In his practical ethics he works out the theory of the Ems telegram and the Berlin Press Bureau—
“In point of fact it matters greatly to what end one lies, whether one preserves or destroys by means of falsehood.”
It would be a simple weariness to multiply passages in greater abundance. They are all of the same texture, for, despite incoherence and contradictions, they all come from the same centre of corruption, the Will-to-Power. It is a long-drawn-out Metaphysics of Bullying, nothing less and nothing more.
One has only to think of the soil into which seed like this was dropped in order to understand the harvest of desolation that the swords are now reaping. Think of Prussia, flattered by all the world—even by Matthew Arnold—into regarding herself as the chosen of the Lord. Think of the unearned prosperity brought by the French tribute, of the raw egotism, the coarse insolence bred by it. Think of how the old Germanic racial chauvinism was nourished by the theories of Gobineau as freshened by the appalling Chamberlain. Think of how French intellect has been boycotted in England and America for thirty years, while troops of translators, critics and publishers ran round canvassing first-class reputations for fourth-rate German scholars. Think of the tawdry pretensions of Berlin, of the infinite vulgarity of the Alley and Column of Victory.
* * * * *
Is it to be wondered at that a creed like Nietzsche’s, let loose in such a world, has succeeded? Reading it, Krupp feels himself a veritable knight of the Holy Ghost. Kaiser Wilhelm’s brow grows heavy with the growing cares of the superman. Buccaneer Bernhardi cries out: “My lust for blood is philosophised.” The diplomats join in in chorus: “Remember Bismarck! Since France and England both want peace, let us either lie or bully them into war!”
Nietzsche said of himself: “I am a fatality!” He was. Three years before this war was thought of, in attempting to define Nietzscheanism in an introduction to Halévy’s Life, I wrote as opening words: “The duel between Nietzsche and Civilisation is over....”
I was wrong; it is not over. But between Prussianism and Civilisation it is that this epical war is joined; there is not room on earth for the two.

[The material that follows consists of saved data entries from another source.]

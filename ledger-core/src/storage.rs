//! Settlement persistence
//!
//! The durable store is an external collaborator; this module defines the
//! contract it must honour and an in-memory implementation used by tests and
//! the operator tooling.
//!
//! # Contract
//!
//! - `compare_and_swap` replaces a record only if its stored status still
//!   equals `expected`. The check and the write are one atomic step.
//! - `revision` is a per (group, currency) counter that increases every time a
//!   stored settlement starts affecting balances (i.e. on completion).

use crate::record::{Settlement, SettlementStatus};
use crate::types::{Currency, GroupId, SettlementId};
use crate::{Error, Result};
use async_trait::async_trait;
use dashmap::DashMap;

/// Outcome of a compare-and-swap write
#[derive(Debug, Clone, PartialEq)]
pub enum CasOutcome {
    /// Record replaced
    Swapped,
    /// Stored status differed from the expected one; nothing written
    Conflict {
        /// Status found in the store
        current: SettlementStatus,
    },
}

/// Durable store for settlement records
#[async_trait]
pub trait SettlementStore: Send + Sync {
    /// Insert a new record; fails on duplicate id
    async fn insert(&self, settlement: Settlement) -> Result<()>;

    /// Fetch a record
    async fn get(&self, id: SettlementId) -> Result<Option<Settlement>>;

    /// Replace `updated.id` if its stored status equals `expected`
    async fn compare_and_swap(
        &self,
        expected: SettlementStatus,
        updated: Settlement,
    ) -> Result<CasOutcome>;

    /// Records of a group in one currency, oldest first
    async fn list(
        &self,
        group_id: &GroupId,
        currency: Currency,
        status: Option<SettlementStatus>,
    ) -> Result<Vec<Settlement>>;

    /// Balance-affecting revision of (group, currency)
    async fn revision(&self, group_id: &GroupId, currency: Currency) -> Result<u64>;
}

/// In-memory settlement store
///
/// CAS is implemented under the `DashMap` shard write lock held by
/// `get_mut`, so concurrent writers on the same id are serialized.
#[derive(Debug, Default)]
pub struct MemoryStore {
    records: DashMap<SettlementId, Settlement>,
    revisions: DashMap<(GroupId, Currency), u64>,
}

impl MemoryStore {
    /// Create empty store
    pub fn new() -> Self {
        Self::default()
    }

    /// Number of stored records
    pub fn len(&self) -> usize {
        self.records.len()
    }

    /// Check if the store is empty
    pub fn is_empty(&self) -> bool {
        self.records.is_empty()
    }

    fn bump_revision(&self, group_id: &GroupId, currency: Currency) {
        *self
            .revisions
            .entry((group_id.clone(), currency))
            .or_insert(0) += 1;
    }
}

#[async_trait]
impl SettlementStore for MemoryStore {
    async fn insert(&self, settlement: Settlement) -> Result<()> {
        use dashmap::mapref::entry::Entry;

        let affects = settlement.affects_balances();
        let (group_id, currency) = (settlement.group_id.clone(), settlement.currency);

        match self.records.entry(settlement.id) {
            Entry::Occupied(_) => return Err(Error::DuplicateSettlement(settlement.id)),
            Entry::Vacant(slot) => {
                slot.insert(settlement);
            }
        }

        if affects {
            self.bump_revision(&group_id, currency);
        }
        Ok(())
    }

    async fn get(&self, id: SettlementId) -> Result<Option<Settlement>> {
        Ok(self.records.get(&id).map(|record| record.clone()))
    }

    async fn compare_and_swap(
        &self,
        expected: SettlementStatus,
        updated: Settlement,
    ) -> Result<CasOutcome> {
        let affects = {
            let mut record = self
                .records
                .get_mut(&updated.id)
                .ok_or_else(|| Error::Storage(format!("settlement {} not stored", updated.id)))?;

            if record.status != expected {
                return Ok(CasOutcome::Conflict {
                    current: record.status,
                });
            }

            let affects = !record.affects_balances() && updated.affects_balances();
            *record = updated.clone();
            affects
        };

        if affects {
            self.bump_revision(&updated.group_id, updated.currency);
        }
        Ok(CasOutcome::Swapped)
    }

    async fn list(
        &self,
        group_id: &GroupId,
        currency: Currency,
        status: Option<SettlementStatus>,
    ) -> Result<Vec<Settlement>> {
        let mut records: Vec<Settlement> = self
            .records
            .iter()
            .filter(|r| &r.group_id == group_id && r.currency == currency)
            .filter(|r| status.map_or(true, |s| r.status == s))
            .map(|r| r.clone())
            .collect();

        records.sort_by(|a, b| a.created_at.cmp(&b.created_at).then(a.id.cmp(&b.id)));
        Ok(records)
    }

    async fn revision(&self, group_id: &GroupId, currency: Currency) -> Result<u64> {
        Ok(self
            .revisions
            .get(&(group_id.clone(), currency))
            .map(|r| *r)
            .unwrap_or(0))
    }
}

#[cfg(test)]
mod tests {
    use super::*;
    use crate::types::UserId;
    use chrono::Utc;

    fn pending() -> Settlement {
        Settlement::pending(
            GroupId::new("g1"),
            UserId::new("alice"),
            UserId::new("bob"),
            500,
            Currency::USD,
            UserId::new("alice"),
            None,
        )
    }

    #[tokio::test]
    async fn test_insert_and_get() {
        let store = MemoryStore::new();
        let settlement = pending();

        store.insert(settlement.clone()).await.unwrap();
        let fetched = store.get(settlement.id).await.unwrap().unwrap();
        assert_eq!(fetched, settlement);

        let duplicate = store.insert(settlement.clone()).await;
        assert_eq!(duplicate.unwrap_err(), Error::DuplicateSettlement(settlement.id));
    }

    #[tokio::test]
    async fn test_compare_and_swap() {
        let store = MemoryStore::new();
        let settlement = pending();
        store.insert(settlement.clone()).await.unwrap();

        let completed = settlement.completed(Default::default(), Utc::now());
        let outcome = store
            .compare_and_swap(SettlementStatus::Pending, completed.clone())
            .await
            .unwrap();
        assert_eq!(outcome, CasOutcome::Swapped);

        // Second writer still expects Pending and loses
        let cancelled = settlement.cancelled("late", Utc::now());
        let outcome = store
            .compare_and_swap(SettlementStatus::Pending, cancelled)
            .await
            .unwrap();
        assert_eq!(
            outcome,
            CasOutcome::Conflict {
                current: SettlementStatus::Completed
            }
        );

        let stored = store.get(settlement.id).await.unwrap().unwrap();
        assert_eq!(stored.status, SettlementStatus::Completed);
    }

    #[tokio::test]
    async fn test_revision_bumps_only_on_completion() {
        let store = MemoryStore::new();
        let group = GroupId::new("g1");
        let first = pending();
        let second = pending();
        store.insert(first.clone()).await.unwrap();
        store.insert(second.clone()).await.unwrap();
        assert_eq!(store.revision(&group, Currency::USD).await.unwrap(), 0);

        store
            .compare_and_swap(
                SettlementStatus::Pending,
                second.cancelled("duplicate", Utc::now()),
            )
            .await
            .unwrap();
        assert_eq!(store.revision(&group, Currency::USD).await.unwrap(), 0);

        store
            .compare_and_swap(
                SettlementStatus::Pending,
                first.completed(Default::default(), Utc::now()),
            )
            .await
            .unwrap();
        assert_eq!(store.revision(&group, Currency::USD).await.unwrap(), 1);
        assert_eq!(store.revision(&group, Currency::EUR).await.unwrap(), 0);
    }

    #[tokio::test]
    async fn test_list_filters_by_status() {
        let store = MemoryStore::new();
        let group = GroupId::new("g1");
        let first = pending();
        store.insert(first.clone()).await.unwrap();
        store.insert(pending()).await.unwrap();
        store
            .compare_and_swap(
                SettlementStatus::Pending,
                first.completed(Default::default(), Utc::now()),
            )
            .await
            .unwrap();

        let all = store.list(&group, Currency::USD, None).await.unwrap();
        assert_eq!(all.len(), 2);

        let completed = store
            .list(&group, Currency::USD, Some(SettlementStatus::Completed))
            .await
            .unwrap();
        assert_eq!(completed.len(), 1);
        assert_eq!(completed[0].id, first.id);
    }
}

III.—Treitschke and the Professors
I confess that I am weary of these German Professors. Having deposed God—by stern decree of their theological Press Bureau—they felt that a gap had been created, and volunteered to fill it. But as a substitute divinity the Herr Professor falls a little short of perfect accomplishment. I have sat under or come in contact with a few truly great men among them, like Windleband of Heidelberg, and Pastor of Innsbruck. But the Haeckels, the Harnacks, the Euckens, and the rest mistook their trade when they went in for omniscience. These drill-sergeants of metaphysics understand everything except reality. The “fog of war,” of which one had heard so much, was as nothing to the fog of peace into which they had plunged Germany and Europe.